Vet school latches on the second day of orientation and for the next four years reminds you constantly that you are going to be a Doctor, with Responsibilities, to say nothing of Board Exams. Also you have two patients to write discharge instructions for and rounds starts in an hour and you haven't looked up ketoacidosis in small ruminants yet.

Also you need to do treatments, like, now.

Grad school, on the other hand, stretches luxuriously in the morning, looks at the clock, and says, "Eh, I don't have any classes or work on Wednesday, I'll sleep in a little and be better rested to work on my essays." (Obviously people who have jobs to juggle with classes are going to be in more of a vet school category of time management.)

Nor does grad school place the same emphasis on facts...facts are secondary to the bigger picture of synthesizing ideas, making connections, and revising your resume to a finely honed reflection of your finest career attributes.

The veterinary student side of me freaks out about this.
The grad student side goes, "I will think about things...hm, what should I make for dinner?" Once in a while the grad student side also goes, "Holy cow, I have a lot of homework to catch up on." However, there are always a few more hours in the day, we're mostly just skimming articles anyway, and it's important to take time...to synthesize.

And then you get to that point in the semester where all the essays come due, the one class that involves knowing facts has an exam and it occurs to you that with all the synthesis and all the leisurely discussions, you still don't know what your job would actually entail. And then grad school is just like vet school but with even less certainty of what you do when you graduate, except that you aren't done for the day when you leave the school because there's always more essays to write and readings to synthesize.

And it's a lot harder to write discharge instructions in AMA style.

Monday, November 19, 2012

The internship hunting process

I cannot help but reflect that, had I known six months ago that my back-up plan for public health was going to be getting some more clinical experience by way of an internship, I would have been a little more careful to talk to some interns in the many interesting places I was visiting. Everything was public health-themed, however, and there are enough alternate paths in that field alone to keep a student busy figuring out all the options.

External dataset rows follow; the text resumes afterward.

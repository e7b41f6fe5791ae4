/// Input validators for the signup and login protocols
/// Rejects missing fields and malformed input before any hashing or store access:
/// 1. Length limits (bounds the cost of hashing and storage)
/// 2. Email format validation
/// 3. Control-character screening for display names

use lazy_static::lazy_static;
use regex::Regex;

use crate::error::ValidationError;

const MAX_EMAIL_LENGTH: usize = 254; // RFC 5321
const MIN_EMAIL_LENGTH: usize = 3;
const MAX_LOCAL_PART_LENGTH: usize = 64;
const MAX_PASSWORD_LENGTH: usize = 128;
const MAX_NAME_LENGTH: usize = 256;

lazy_static! {
    // RFC 5322 simplified email regex (practical validation)
    static ref EMAIL_REGEX: Regex = Regex::new(
        r"^[a-zA-Z0-9.!#$%&'*+/=?^_`{|}~-]+@[a-zA-Z0-9](?:[a-zA-Z0-9-]{0,61}[a-zA-Z0-9])?(?:\.[a-zA-Z0-9](?:[a-zA-Z0-9-]{0,61}[a-zA-Z0-9])?)*$"
    ).expect("email regex is valid");
}

/// Validates an email address
/// - Trims surrounding whitespace; case is preserved
/// - Checks length constraints and format
pub fn validate_email(email: &str) -> Result<String, ValidationError> {
    let trimmed = email.trim();

    if trimmed.is_empty() {
        return Err(ValidationError::EmptyField("email"));
    }

    if trimmed.len() < MIN_EMAIL_LENGTH {
        return Err(ValidationError::TooShort("email", MIN_EMAIL_LENGTH));
    }

    if trimmed.len() > MAX_EMAIL_LENGTH {
        return Err(ValidationError::TooLong("email", MAX_EMAIL_LENGTH));
    }

    if !EMAIL_REGEX.is_match(trimmed) {
        return Err(ValidationError::InvalidFormat("email"));
    }

    if has_suspicious_email_patterns(trimmed) {
        return Err(ValidationError::SuspiciousContent("email"));
    }

    Ok(trimmed.to_string())
}

/// Validates a plaintext password
///
/// Only presence and an upper bound are enforced; the upper bound keeps a
/// single request from buying an arbitrarily expensive key derivation.
pub fn validate_password(password: &str) -> Result<(), ValidationError> {
    if password.is_empty() {
        return Err(ValidationError::EmptyField("password"));
    }

    if password.len() > MAX_PASSWORD_LENGTH {
        return Err(ValidationError::TooLong("password", MAX_PASSWORD_LENGTH));
    }

    Ok(())
}

/// Validates an optional display name
///
/// A missing or blank name is accepted as `None`.
pub fn validate_name(name: Option<&str>) -> Result<Option<String>, ValidationError> {
    let trimmed = match name.map(str::trim) {
        None | Some("") => return Ok(None),
        Some(trimmed) => trimmed,
    };

    if trimmed.chars().count() > MAX_NAME_LENGTH {
        return Err(ValidationError::TooLong("name", MAX_NAME_LENGTH));
    }

    if trimmed.chars().any(|c| c.is_control()) {
        return Err(ValidationError::SuspiciousContent("name"));
    }

    Ok(Some(trimmed.to_string()))
}

fn has_suspicious_email_patterns(email: &str) -> bool {
    if let Some(at_pos) = email.find('@') {
        if at_pos > MAX_LOCAL_PART_LENGTH {
            return true;
        }
    }

    if email.matches('@').count() != 1 {
        return true;
    }

    email.contains('\0')
}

I also would have contacted some of my clinicians from school earlier and made sure that they could recognize me from the crowd. And that they covered a range of specialties (tip: selection committees are made up of clinicians...and they expect to see clinician letters of recommendation. Epidemiologists, even epidemiologists with a medical degree, do not quite count). 

There has been scrambling, added to the scrambling for school and mid-term essays, and the scrambling on the other end of the intern hunting process, which is going and looking at the clinics I'm applying to. I was disappointed in the internet's paucity of advice on this topic. Questions that occurred to me:

1. What do you wear if you are visiting a clinic for a day? Nice scrubs? A suit that can survive the odd encounter with a patient? I suspect most clinics don't intend to let unvetted (pardon the pun) intern applicants touch the animals, much less treat them. But...you never know. There are clinics that do, assuming that if you are put together enough to be visiting for internships, you must have reached a basic level of competence in fourth year.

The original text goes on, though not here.